April 21st, 2012 Posted by Gavok

Sorry for the extended break. Last time, I finished off Kurt Busiek’s knockout run on Thunderbolts, ending at #33. While Mark Bagley stays on board for a little while longer, the new writer is Fabian Nicieza. Nicieza is a great writer (listen, he’s posted in previous comment sections, so he might be reading this. Follow my lead) that you can usually count on. His pro is his great grasp on making characters interesting. His con is his habit of making plots a little too confusing and complex at times. Like, I loved his Cable/Deadpool run, but he had a thing for introducing maguffins that needed three pages of exposition to set up. After those three pages, I’d come out cross-eyed. Odds suggest he ghost-wrote Inception. One of the great things here is that Nicieza simply picks up where Busiek left off, not choosing to kill the setup for his own specific take. It’s very seamless.

While they are still investigating the Beetle appearances that have popped up in the media, the Thunderbolts continue to try and make themselves look better in the public eye. Hawkeye publicly states that they’re going to bring in the Hulk, a statement that the others aren’t so pleased with. Luckily, he has a plan.
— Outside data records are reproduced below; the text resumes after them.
use glam::{Mat4, Vec2, Vec3};
use serde::{Deserialize, Serialize};

/// Size of the presentation surface in physical pixels.
#[derive(Debug, Clone, Copy, PartialEq, Eq, Serialize, Deserialize)]
pub struct Viewport {
    pub width: u32,
    pub height: u32,
}

impl Viewport {
    pub fn new(width: u32, height: u32) -> Self {
        Self { width, height }
    }

    /// Width over height, or `None` when either side is zero.
    pub fn aspect(&self) -> Option<f32> {
        if self.width == 0 || self.height == 0 {
            None
        } else {
            Some(self.width as f32 / self.height as f32)
        }
    }

    pub fn pixel_count(&self) -> usize {
        self.width as usize * self.height as usize
    }

    pub fn is_empty(&self) -> bool {
        self.pixel_count() == 0
    }

    /// Screen UV of the centre of pixel `(x, y)`; v grows downwards.
    pub fn pixel_uv(&self, x: u32, y: u32) -> Vec2 {
        Vec2::new(
            (x as f32 + 0.5) / self.width.max(1) as f32,
            (y as f32 + 0.5) / self.height.max(1) as f32,
        )
    }
}

/// Perspective camera pose supplied by the host every frame.
///
/// Camera input handling lives outside the core; this is only the snapshot the
/// core reads.
#[derive(Debug, Clone, Copy, PartialEq, Serialize, Deserialize)]
pub struct CameraState {
    pub position: Vec3,
    pub target: Vec3,
    /// Vertical field of view in degrees.
    pub fov_degrees: f32,
    pub aspect: f32,
    pub near: f32,
    pub far: f32,
}

impl Default for CameraState {
    fn default() -> Self {
        Self {
            position: Vec3::new(0.0, 5.0, 10.0),
            target: Vec3::ZERO,
            fov_degrees: 55.0,
            aspect: 16.0 / 9.0,
            near: 0.1,
            far: 1000.0,
        }
    }
}

impl CameraState {
    pub fn at(mut self, position: Vec3) -> Self {
        self.position = position;
        self
    }

    pub fn looking_at(mut self, target: Vec3) -> Self {
        self.target = target;
        self
    }

    /// Height of the eye along the up axis.
    pub fn height(&self) -> f32 {
        self.position.y
    }

    pub fn forward(&self) -> Vec3 {
        (self.target - self.position).normalize_or(Vec3::NEG_Z)
    }

    pub fn view_matrix(&self) -> Mat4 {
        let forward = self.forward();
        // Looking straight up or down makes Y a degenerate up vector.
        let up = if forward.cross(Vec3::Y).length_squared() < 1e-8 {
            Vec3::Z
        } else {
            Vec3::Y
        };
        Mat4::look_at_rh(self.position, self.position + forward, up)
    }

    pub fn projection_matrix(&self) -> Mat4 {
        Mat4::perspective_rh(self.fov_degrees.to_radians(), self.aspect, self.near, self.far)
    }

    pub fn view_projection(&self) -> Mat4 {
        self.projection_matrix() * self.view_matrix()
    }

    /// World-space ray through a screen UV (v grows downwards).
    pub fn ray_through(&self, uv: Vec2) -> (Vec3, Vec3) {
        let inv = self.view_projection().inverse();
        let ndc = Vec2::new(uv.x * 2.0 - 1.0, 1.0 - uv.y * 2.0);
        let near = inv.project_point3(ndc.extend(0.0));
        let far = inv.project_point3(ndc.extend(1.0));
        (self.position, (far - near).normalize_or_zero())
    }

    /// Depth-buffer value (0 at near, 1 at far) of a world-space point.
    pub fn project_depth(&self, point: Vec3) -> f32 {
        let clip = self.view_projection() * point.extend(1.0);
        if clip.w.abs() < f32::EPSILON {
            return 1.0;
        }
        clip.z / clip.w
    }
}

#[cfg(test)]
mod tests {
    use super::*;

    #[test]
    fn zero_viewport_has_no_aspect() {
        assert_eq!(Viewport::new(0, 720).aspect(), None);
        assert_eq!(Viewport::new(1280, 0).aspect(), None);
        assert_eq!(Viewport::new(200, 100).aspect(), Some(2.0));
    }

    #[test]
    fn pixel_uv_is_centered() {
        let vp = Viewport::new(2, 2);
        assert_eq!(vp.pixel_uv(0, 0), Vec2::new(0.25, 0.25));
        assert_eq!(vp.pixel_uv(1, 1), Vec2::new(0.75, 0.75));
    }

    #[test]
    fn center_ray_points_at_target() {
        let cam = CameraState::default();
        let (origin, dir) = cam.ray_through(Vec2::splat(0.5));
        assert_eq!(origin, cam.position);
        assert!(dir.dot(cam.forward()) > 0.999);
    }

    #[test]
    fn projected_depth_grows_with_distance() {
        let cam = CameraState::default()
            .at(Vec3::new(0.0, 0.0, 0.0))
            .looking_at(Vec3::new(0.0, 0.0, -1.0));
        let near = cam.project_depth(Vec3::new(0.0, 0.0, -1.0));
        let far = cam.project_depth(Vec3::new(0.0, 0.0, -50.0));
        assert!(near > 0.0 && near < far && far < 1.0);
    }

    #[test]
    fn vertical_camera_has_finite_view() {
        let cam = CameraState::default()
            .at(Vec3::new(0.0, 10.0, 0.0))
            .looking_at(Vec3::ZERO);
        let vp = cam.view_projection();
        assert!(!vp.col(0).x.is_nan());
    }
}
He has Moonstone in street clothes confront Bruce Banner and try to talk him into turning himself in for the betterment of society. Banner doesn’t agree, refusing to give up his freedom so the Thunderbolts can gain brownie points and turns to leave. Unfortunately, this guy named Clay Brickford is in town and he has a tense history with Banner and the Hulk. Without thinking, he punches Banner, who transforms and skips the scene.

The team of Hawkeye, Moonstone, Songbird and Atlas more or less fight Hulk to a draw. They use teamwork to set up an attack meant to exhaust and knock him out, he lashes out in a way that takes them all out, jumps away, then collapses and turns into Banner. Hawkeye is partially buried under wreckage and when that Clay guy shows up to kill Banner, Hawkeye fires an arrow into Banner’s shoulder, knocks him off a ledge and onto the top of a moving truck, where he rides off to freedom. The team decides to regroup, accepting that they failed. Still, that isn’t the real story of the issue.

Jolt and Charcoal are forced to sit things out so they can go to school instead. After school, they hang out with their friends – the kids who have previously asked the Thunderbolts for help – and the cliffhanger shows someone watching them through a sniper rifle.